AMOR-IPAT Research Activities


CAOI Score Survey

In support of the AMOR-IPAT research, we are developing a method of evaluating childbirth outcomes called the "Childbirth Adverse Outcome Index Score" (CAOI Score). The CAOI Score will be based on a list of the potential major adverse outcomes that can occur during pregnancy, labor and childbirth, and will assign a numerical value to each outcome. The higher the value, the more adverse the outcome. Currently, we envision the CAOI Score being based on about 30 adverse childbirth outcomes. This will be a significant improvement over the current AOI Score, which only uses 10 outcomes, many of which are very uncommon.

To help facilitate the development of this new Score, we are soliciting input from as many interested stakeholders as possible, including pregnant women and/or their partners or other family members, health care providers (doctors, nurses, mid-wives, etc.), insurance providers, hospital administrators, etc. To this end, we encourage you to help us in this research effort by completing our brief, online survey.

The survey comprises a list of 29 potentially adverse outcomes that can occur with childbirth during the term period of pregnancy (defined as anytime between 37 weeks 0 days of gestation to 41 weeks 0 days of gestation), divided into Maternal Outcomes (i.e., those pertaining to the mother) and Fetal/Infant Outcomes (i.e., those pertaining to the fetus/infant/newborn child). The purpose of the survey is to help us score each outcome with a number ranging from 1 (=minimal/no adversity) to 1000 (=extreme adversity), which we can then use to develop the CAOI Score.

Please note that all responses to this survey are strictly anonymous. We DO NOT require any usernames or passwords to complete the survey, nor do we collect any personally-identifiable information, such as e-mail or IP addresses.

To open the survey, simply click here or on the "Survey" button, below. Once complete, simply click the "Submit" button to automatically add your anonymous answers to the survey database.

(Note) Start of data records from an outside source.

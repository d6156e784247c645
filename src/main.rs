mod config;
mod db;
mod error;
mod handlers;
mod jobs;
mod models;
mod player;
mod routes;
mod services;
mod state;
mod storage;
mod utils;

use std::{net::SocketAddr, sync::Arc};

use tokio::{net::TcpListener, sync::watch};
use tower_http::{
    cors::{Any, CorsLayer},
    trace::TraceLayer,
};
use tracing_subscriber::{layer::SubscriberExt, util::SubscriberInitExt};

use crate::{
    config::AppConfig,
    jobs::{monitor, ping},
    state::AppState,
    storage::ObjectStorage,
};

#[tokio::main]
async fn main() -> Result<(), Box<dyn std::error::Error>> {
    dotenvy::dotenv().ok();

    tracing_subscriber::registry()
        .with(tracing_subscriber::EnvFilter::new(
            std::env::var("RUST_LOG").unwrap_or_else(|_| "debug".into()),
        ))
        .with(tracing_subscriber::fmt::layer())
        .init();

    let config = Arc::new(AppConfig::from_env()?);

    let pool = db::init_db(&config.database_url).await?;
    tracing::info!("Conexión a Postgres exitosa");
    if config.run_migrations {
        db::run_migrations(&pool).await?;
        tracing::info!("Migraciones aplicadas");
    }

    let http = reqwest::Client::builder()
        .user_agent(concat!("cms-medios-backend/", env!("CARGO_PKG_VERSION")))
        .build()?;
    let storage = ObjectStorage::from_config(&config.storage, http.clone());

    let state = AppState {
        pool: pool.clone(),
        storage,
        http: http.clone(),
        config: config.clone(),
    };

    // Tareas en segundo plano; se detienen con el mismo apagado que el servidor
    let (shutdown_tx, shutdown_rx) = watch::channel(false);
    let mut jobs = Vec::new();

    jobs.push(tokio::spawn(monitor::run(
        Arc::new(monitor::PgMonitorStore::new(pool.clone())),
        monitor::StreamProber::new(http.clone(), &config.monitor),
        config.monitor.interval,
        shutdown_rx.clone(),
    )));

    if let Some(every) = config.ping.search_ping_every {
        match ping::search_ping_url(&config.ping.search_ping_url, &config.sitemap_url()) {
            Ok(url) => jobs.push(tokio::spawn(ping::run(
                "ping a buscadores",
                http.clone(),
                url,
                every,
                shutdown_rx.clone(),
            ))),
            Err(e) => tracing::error!("Ping a buscadores desactivado: {}", e),
        }
    }
    if let Some(every) = config.ping.sitemap_refresh_every {
        match reqwest::Url::parse(&config.sitemap_url()) {
            Ok(url) => jobs.push(tokio::spawn(ping::run(
                "refresco del sitemap",
                http.clone(),
                url,
                every,
                shutdown_rx.clone(),
            ))),
            Err(e) => tracing::error!("Refresco del sitemap desactivado: {}", e),
        }
    }

    let cors = CorsLayer::new()
        .allow_origin(Any)
        .allow_methods(Any)
        .allow_headers(Any);

    let app = routes::create_routes(state)
        .layer(TraceLayer::new_for_http())
        .layer(cors);

    let addr = SocketAddr::from(([0, 0, 0, 0], config.port));
    tracing::info!("Servidor CMS corriendo en http://{}", addr);

    let listener = TcpListener::bind(addr).await?;
    axum::serve(listener, app)
        .with_graceful_shutdown(async {
            if let Err(e) = tokio::signal::ctrl_c().await {
                tracing::error!("No se pudo escuchar Ctrl-C: {}", e);
                std::future::pending::<()>().await;
            }
            tracing::info!("Apagando servidor");
        })
        .await?;

    let _ = shutdown_tx.send(true);
    for job in jobs {
        let _ = job.await;
    }
    Ok(())
}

  • NEW! Quasi-meta-analysis of prior AMOR-IPAT studies. An important sub-study for this concept will include the comparison of all pre-39 week, non-indicated labor inductions from the AMOR-IPAT cohorts with the 39 week and beyond deliveries in the usual care group. [Note: Manuscript accepted for publication in the BJOG: An International Journal of Obstetrics and Gynaecology]
  • Retrospective Cohort Studies from Family Medicine maternity care activity at the University of Pennsylvania (1998-2012). Some family physicians used AMOR-IPAT, while others did not. How did the outcomes of their practices vary?
  • Cost-effectiveness study of the HUP-POP Trial.
  • Study of the relationship between yearly labor induction rates and yearly adverse birth outcomes rates (e.g., C/S rates, NICU admission rates, low APGAR score rates) over the past 10-12 years at both tertiary care and secondary care hospitals. As annual labor induction rates rise and fall, we will see what happens to population rates of various birth outcomes.
  • Possible submission to the National Child Health & Human Development (NICHD) of the National Institutes of Health (NIH) for funding for a multi-site R01 RCT proposal involving the use of AMOR-IPAT.